Give the data again, word for word.

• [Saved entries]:
• • •

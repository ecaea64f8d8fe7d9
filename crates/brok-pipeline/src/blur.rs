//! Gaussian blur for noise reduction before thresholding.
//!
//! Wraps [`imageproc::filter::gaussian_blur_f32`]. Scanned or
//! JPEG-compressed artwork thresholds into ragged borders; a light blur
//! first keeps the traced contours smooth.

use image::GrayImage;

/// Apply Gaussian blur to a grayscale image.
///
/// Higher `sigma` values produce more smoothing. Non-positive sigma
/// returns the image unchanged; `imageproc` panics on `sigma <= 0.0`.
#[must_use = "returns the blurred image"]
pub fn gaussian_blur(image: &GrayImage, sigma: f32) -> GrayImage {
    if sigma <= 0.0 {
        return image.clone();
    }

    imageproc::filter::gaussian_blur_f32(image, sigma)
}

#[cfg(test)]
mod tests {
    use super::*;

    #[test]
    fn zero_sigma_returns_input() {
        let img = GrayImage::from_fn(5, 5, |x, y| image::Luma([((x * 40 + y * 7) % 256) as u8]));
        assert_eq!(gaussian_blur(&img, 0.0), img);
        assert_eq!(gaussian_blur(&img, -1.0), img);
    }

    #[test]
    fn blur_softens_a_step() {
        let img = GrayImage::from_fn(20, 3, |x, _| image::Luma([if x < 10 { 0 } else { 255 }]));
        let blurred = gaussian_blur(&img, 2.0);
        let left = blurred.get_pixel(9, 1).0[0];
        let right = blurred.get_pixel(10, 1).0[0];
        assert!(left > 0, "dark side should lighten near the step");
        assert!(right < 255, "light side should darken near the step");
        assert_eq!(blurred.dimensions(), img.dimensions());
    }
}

• • •

• [Response area]:
repository ecaea64f8d8fe7d9
filename crates/brok-pipeline/src/blur.rs
//! Gaussian blur for noise reduction before thresholding.
//!
//! Wraps [`imageproc::filter::gaussian_blur_f32`]. Scanned or
//! JPEG-compressed artwork thresholds into ragged borders; a light blur
//! first keeps the traced contours smooth.

use image::GrayImage;

/// Apply Gaussian blur to a grayscale image.
///
/// Higher `sigma` values produce more smoothing. Non-positive sigma
/// returns the image unchanged; `imageproc` panics on `sigma <= 0.0`.
#[must_use = "returns the blurred image"]
pub fn gaussian_blur(image: &GrayImage, sigma: f32) -> GrayImage {
    if sigma <= 0.0 {
        return image.clone();
    }

    imageproc::filter::gaussian_blur_f32(image, sigma)
}

#[cfg(test)]
mod tests {
    use super::*;

    #[test]
    fn zero_sigma_returns_input() {
        let img = GrayImage::from_fn(5, 5, |x, y| image::Luma([((x * 40 + y * 7) % 256) as u8]));
        assert_eq!(gaussian_blur(&img, 0.0), img);
        assert_eq!(gaussian_blur(&img, -1.0), img);
    }

    #[test]
    fn blur_softens_a_step() {
        let img = GrayImage::from_fn(20, 3, |x, _| image::Luma([if x < 10 { 0 } else { 255 }]));
        let blurred = gaussian_blur(&img, 2.0);
        let left = blurred.get_pixel(9, 1).0[0];
        let right = blurred.get_pixel(10, 1).0[0];
        assert!(left > 0, "dark side should lighten near the step");
        assert!(right < 255, "light side should darken near the step");
        assert_eq!(blurred.dimensions(), img.dimensions());
    }
}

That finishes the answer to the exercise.